Из всех людей в шлюпке лишь двое могли смело именоваться живыми, хотя были так же плохи, как и остальные. Глаза и щеки у них ввалились, губы потрескались и кровоточили, а участки незагоревшей кожи под пропитанной солью и истлевшей от зноя одеждой покрылись ужасными гноившимися волдырями. Оба человека находились на корме и казались живыми только потому, что сидели на шкотах абсолютно неподвижно и прямо, словно выточенные из камня. Один держал руку на румпеле, хотя не было ни ветра, наполнившего бы изодранные паруса, ни сил у людей, чтобы грести. Второй, с пистолетом в руке, застыл как скала, и только глаза его жили.

В шлюпке, в общей сложности, было двадцать человек. Их насчитывалось двадцать два, когда шесть дней назад они отплыли с небольшого острова в Южно-Китайском море. Двое умерли. Капрал Фрейзер с самого начала был безнадежен: еще задолго до того, как снаряд истребителя разорвал ему левую руку, его сильно подточила лихорадка. Все обезболивающие средства и препараты закончились, капрал продержался без них четыре дня и с готовностью принял смерть сорок восемь часов назад, когда его рука почернела уже до плеча. Капитан Файндхорн прочитал, насколько позволяла память, заупокойную службу, и это было его последним сознательным актом перед провалом в беспокойное, с беспрерывным бормотаньем забытье, из которого он, казалось, никогда больше не выберется.

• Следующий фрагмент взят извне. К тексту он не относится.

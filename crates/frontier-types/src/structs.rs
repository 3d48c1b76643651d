//! Core value structs shared across the Frontier workspace.
//!
//! These are plain data: coordinates, static tile attributes, registered
//! players, and the ownership-change record emitted by the ledger. Identity
//! of [`Cell`] and [`Owner`] values must survive save/load and replication
//! unchanged, so every type here derives `serde` and `ts-rs`.

use serde::{Deserialize, Serialize};
use ts_rs::TS;

use crate::enums::{Owner, Terrain};
use crate::ids::PlayerId;

// ---------------------------------------------------------------------------
// Cell
// ---------------------------------------------------------------------------

/// An immutable integer grid coordinate.
///
/// Cells are compared by value. Whether a cell lies inside a particular world
/// is decided by that world's grid, not by the cell itself.
#[derive(Debug, Clone, Copy, PartialEq, Eq, PartialOrd, Ord, Hash, Serialize, Deserialize, TS)]
#[ts(export, export_to = "bindings/")]
pub struct Cell {
    /// Column, wrapping modulo the world width.
    pub x: u32,
    /// Row, never wrapping.
    pub y: u32,
}

impl Cell {
    /// Create a cell at `(x, y)`.
    pub const fn new(x: u32, y: u32) -> Self {
        Self { x, y }
    }
}

impl From<(u32, u32)> for Cell {
    fn from((x, y): (u32, u32)) -> Self {
        Self { x, y }
    }
}

impl core::fmt::Display for Cell {
    fn fmt(&self, f: &mut core::fmt::Formatter<'_>) -> core::fmt::Result {
        write!(f, "({}, {})", self.x, self.y)
    }
}

// ---------------------------------------------------------------------------
// Tile
// ---------------------------------------------------------------------------

/// Static attributes of one tile, set at world generation.
#[derive(Debug, Clone, Copy, PartialEq, Eq, Hash, Serialize, Deserialize, TS)]
#[ts(export, export_to = "bindings/")]
pub struct TileInfo {
    /// Land or water.
    pub terrain: Terrain,
    /// Terrain weight: water depth for water tiles, elevation for land.
    /// Higher magnitude makes a water tile cheaper to cross.
    pub magnitude: u8,
}

impl TileInfo {
    /// A water tile of the given depth.
    pub const fn water(magnitude: u8) -> Self {
        Self {
            terrain: Terrain::Water,
            magnitude,
        }
    }

    /// A land tile of the given elevation.
    pub const fn land(magnitude: u8) -> Self {
        Self {
            terrain: Terrain::Land,
            magnitude,
        }
    }
}

// ---------------------------------------------------------------------------
// Players and ownership
// ---------------------------------------------------------------------------

/// A registered player able to hold tiles.
#[derive(Debug, Clone, PartialEq, Eq, Serialize, Deserialize, TS)]
#[ts(export, export_to = "bindings/")]
pub struct Player {
    /// Unique player identifier.
    pub id: PlayerId,
    /// Display name chosen in the lobby.
    pub name: String,
}

impl Player {
    /// Create a player with a fresh identifier.
    pub fn new(name: impl Into<String>) -> Self {
        Self {
            id: PlayerId::new(),
            name: name.into(),
        }
    }

    /// The owner value this player claims tiles as.
    pub const fn owner(&self) -> Owner {
        Owner::Player(self.id)
    }
}

/// Record of one completed ownership transfer.
///
/// Emitted strictly after the ledger has been updated.
#[derive(Debug, Clone, Copy, PartialEq, Eq, Serialize, Deserialize, TS)]
#[ts(export, export_to = "bindings/")]
pub struct OwnershipChange {
    /// The transferred tile.
    pub cell: Cell,
    /// Owner before the transfer.
    pub previous: Owner,
    /// Owner after the transfer.
    pub current: Owner,
}

impl OwnershipChange {
    /// Whether the transfer actually changed hands.
    pub fn is_change(&self) -> bool {
        self.previous != self.current
    }
}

Второй человек - один из оставшихся членов команды Сайрена - умер предыдущим днем. Он умер насильственно, ибо неправильно истолковал ленивую улыбку Маккиннона и его мягкий шотландский говор. Маккиннон, назначенный Николсоном ответственным за запасы воды, обнаружил, что один из баков поврежден прошлой ночью - возможно, проткнут - с уверенностью судить было трудно. В любом случае в их распоряжении остался всего один бак с менее чем тремя галлонами воды. Боцман сразу же предложил, чтобы каждый человек в шлюпке, за исключением ребенка, которому позволялось пить, сколько он захочет, ограничивался отныне полутора унциями, распределенными на три раза в день при помощи мерного сосуда, частью обязательного оснащения любой спасательной шлюпки. Раздалось несколько несогласных возгласов, но Маккиннон проигнорировал их. На следующий день, когда он вручил мисс Драхман очередную порцию воды для Питера, двое людей Сайрена встали со своих мест на бушприте и подошли к боцману, вооруженные тяжелыми металлическими брештуками. Маккиннон бросил взгляд на Николсона, увидел, что тот спит - старший помощник дежурил всю предыдущую ночь и, подкрепив свои слова поднятым револьвером, предложил им вернуться на бушприт. Один заколебался, но другой с животным ревом бросился вперед, яростно опуская брештук на голову боцмана, которая треснула бы, как гнилой арбуз, не завались Маккиннон на бок, нажимая одновременно спусковой крючок. Человек Сайрена по инерции пролетел через корму и упал в воду уже мертвым. Затем боцман безмолвно направил "кольт" на второго, однако жест был излишним: с искаженным от страха лицом тот не мог оторвать взгляда от струившегося из дула голубого дымка. В следующее мгновение он, спотыкаясь, кинулся на свое место. Впоследствии проблем с водой не возникало.